Dr. Fath explained the reasoning behind his endeavor: “In order to keep it [the river] clean, we first have to know what is in there, is it microplastics, is it chemicals, is it pharmaceuticals, is it pesticides, or what is it?” Referring to a previous study that alarmed the world, he commented, “I don’t want to end up in 2050 with more plastics in the ocean than fish.”
And of course, swimming over 650 miles was the obvious choice of methods to find out what is in the river! In the end, what he and his team found was on one hand utterly depressing, and on the other extremely motivating: the Tennessee River has one of the highest levels of plastic pollution in the world.
Accompanied by a well-equipped team, Dr. Fath analyzed three samples of their twelve and discovered almost 18,000 microplastic particles per cubic meter of water in the Tennessee River. They repeated their analyses twice to check for errors but still determined the same conclusions. To put some context to that 18,000, let’s compare a previous swim analysis that Dr. Fath completed of the Rhine River in Europe. In that study, he and other researchers found just 200 particles per cubic meter despite the fact that the Rhine’s watershed is much more densely populated (with 56 million people) that the Tennessee River’s watershed (only 5 million people).

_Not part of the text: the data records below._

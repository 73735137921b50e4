//! Material ingestion pipeline.
//!
//! Drives one material through extract -> chunk -> embed -> summarize ->
//! persist status, emitting progress events along the way. Each job is
//! processed by exactly one worker; concurrent jobs share nothing but the
//! store clients.

use std::collections::HashMap;
use std::sync::Arc;

use chrono::Utc;
use tracing::{error, info, warn};

use crate::chunker::RecursiveTextChunker;
use crate::error::{SarthiError, SarthiResult};
use crate::index::ChunkIndex;
use crate::progress::{ProgressBus, ProgressStep};
use crate::prompts;
use crate::traits::{ChatLlm, MaterialStore, SourceExtractor};
use crate::types::{
    ChunkFilter, ChunkMetadata, ChunkRecord, ProcessingJob, ProcessingStatus, SourceType,
};

/// Registry of one extractor per source type.
#[derive(Default)]
pub struct ExtractorSet {
    extractors: HashMap<SourceType, Arc<dyn SourceExtractor>>,
}

impl ExtractorSet {
    pub fn new() -> Self {
        Self::default()
    }

    /// Register an extractor under its declared source type.
    pub fn register(mut self, extractor: Arc<dyn SourceExtractor>) -> Self {
        self.extractors.insert(extractor.source_type(), extractor);
        self
    }

    /// Look up the extractor for a source type.
    pub fn get(&self, source_type: SourceType) -> SarthiResult<&Arc<dyn SourceExtractor>> {
        self.extractors.get(&source_type).ok_or_else(|| {
            SarthiError::extraction(source_type, "no extractor registered for this source type")
        })
    }
}

/// The ingestion state machine.
pub struct MaterialPipeline {
    extractors: ExtractorSet,
    chunker: RecursiveTextChunker,
    index: Arc<ChunkIndex>,
    llm: Arc<dyn ChatLlm>,
    materials: Arc<dyn MaterialStore>,
    progress: ProgressBus,
}

impl MaterialPipeline {
    pub fn new(
        extractors: ExtractorSet,
        chunker: RecursiveTextChunker,
        index: Arc<ChunkIndex>,
        llm: Arc<dyn ChatLlm>,
        materials: Arc<dyn MaterialStore>,
        progress: ProgressBus,
    ) -> Self {
        Self {
            extractors,
            chunker,
            index,
            llm,
            materials,
            progress,
        }
    }

    pub fn progress(&self) -> &ProgressBus {
        &self.progress
    }

    /// Run one job to completion. Does not persist a failure status; the
    /// queue worker owns that decision after its retries are exhausted, so a
    /// retried job re-enters here with the material still `Processing`.
    pub async fn run(&self, job: &ProcessingJob) -> SarthiResult<()> {
        self.materials
            .set_status(&job.material_id, ProcessingStatus::Processing)
            .await?;
        self.progress
            .emit(&job.job_id, ProgressStep::Started, "processing started");

        self.progress.emit(
            &job.job_id,
            ProgressStep::Extracting,
            format!("extracting {}", job.source_type),
        );
        let extractor = self.extractors.get(job.source_type)?;
        let text = extractor.extract(&job.source_uri).await?;
        let text = text.trim().to_string();
        if text.is_empty() {
            return Err(SarthiError::NoTextExtracted {
                source_type: job.source_type,
            });
        }

        self.progress
            .emit(&job.job_id, ProgressStep::Chunking, "splitting text");
        let chunks = self.build_chunks(job, &text);
        info!(
            material_id = %job.material_id,
            chunks = chunks.len(),
            "material chunked"
        );

        self.progress
            .emit(&job.job_id, ProgressStep::Embedding, "storing embeddings");
        let filter = ChunkFilter::material(&job.owner_id, &job.frame_id, &job.material_id);
        self.index.replace_material(&filter, &chunks).await?;

        // Summary is an enhancement; a failure here never fails the job.
        self.progress
            .emit(&job.job_id, ProgressStep::Summarizing, "generating summary");
        let summary = match self.summarize(&text).await {
            Ok(summary) => Some(summary),
            Err(e) => {
                warn!(material_id = %job.material_id, error = %e, "summarization failed, completing without summary");
                None
            }
        };

        self.materials
            .set_completed(&job.material_id, summary)
            .await?;
        self.progress
            .emit(&job.job_id, ProgressStep::Done, "processing completed");
        info!(material_id = %job.material_id, "material processed");
        Ok(())
    }

    /// Persist the failure after the queue has given up on a job: mark the
    /// material `Failed` and emit the terminal progress event. The queue
    /// records the failed job itself; both sides must happen.
    pub async fn record_failure(&self, job: &ProcessingJob, cause: &SarthiError) {
        // A job that died before reaching `run` may still be Pending; walk it
        // through Processing so observed statuses never skip a state.
        let _ = self
            .materials
            .set_status(&job.material_id, ProcessingStatus::Processing)
            .await;
        if let Err(e) = self
            .materials
            .set_status(&job.material_id, ProcessingStatus::Failed)
            .await
        {
            error!(material_id = %job.material_id, error = %e, "failed to persist failure status");
        }
        self.progress.emit(
            &job.job_id,
            ProgressStep::Failed,
            format!("failed: {cause}"),
        );
        error!(material_id = %job.material_id, error = %cause, "material processing failed");
    }

    fn build_chunks(&self, job: &ProcessingJob, text: &str) -> Vec<ChunkRecord> {
        let created_at = Utc::now();
        self.chunker
            .chunk(text)
            .into_iter()
            .enumerate()
            .map(|(chunk_index, text)| ChunkRecord {
                text,
                metadata: ChunkMetadata {
                    owner_id: job.owner_id.clone(),
                    frame_id: job.frame_id.clone(),
                    material_id: job.material_id.clone(),
                    source_type: job.source_type,
                    chunk_index,
                    created_at,
                },
            })
            .collect()
    }

    async fn summarize(&self, text: &str) -> SarthiResult<String> {
        let turns = prompts::build_summary_turns(text);
        self.llm
            .generate(&turns)
            .await
            .map_err(|e| SarthiError::summarization(e.to_string()))
    }
}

The research team found that the majority of those particles (48%) are polyethylene, which is used to make plastic bags, while 16.8% came from polypropylene, which is often used to produce plastic packaging. “I’m really convinced that a large part of the problem stems from plastic litter,” said geology and hydrology professor Dr. Martin Knoll from the University of the South in Sewanee. “Most of it is polyethylene, and that’s lightweight plastic packaging. That’s the classic Walmart, Kroger shopping bag. When you buy a head of broccoli that’s wrapped in plastic, it’s probably polyethylene. You see this stuff all over the ditches of the roadside. I think that’s a big part of the problem.”
While microplastics in oceans have been largely studied, the impact of microplastics on wildlife and riparian health is relatively unknown. Scientists assume that consequences similar to those seen in ocean environments could extend to rivers.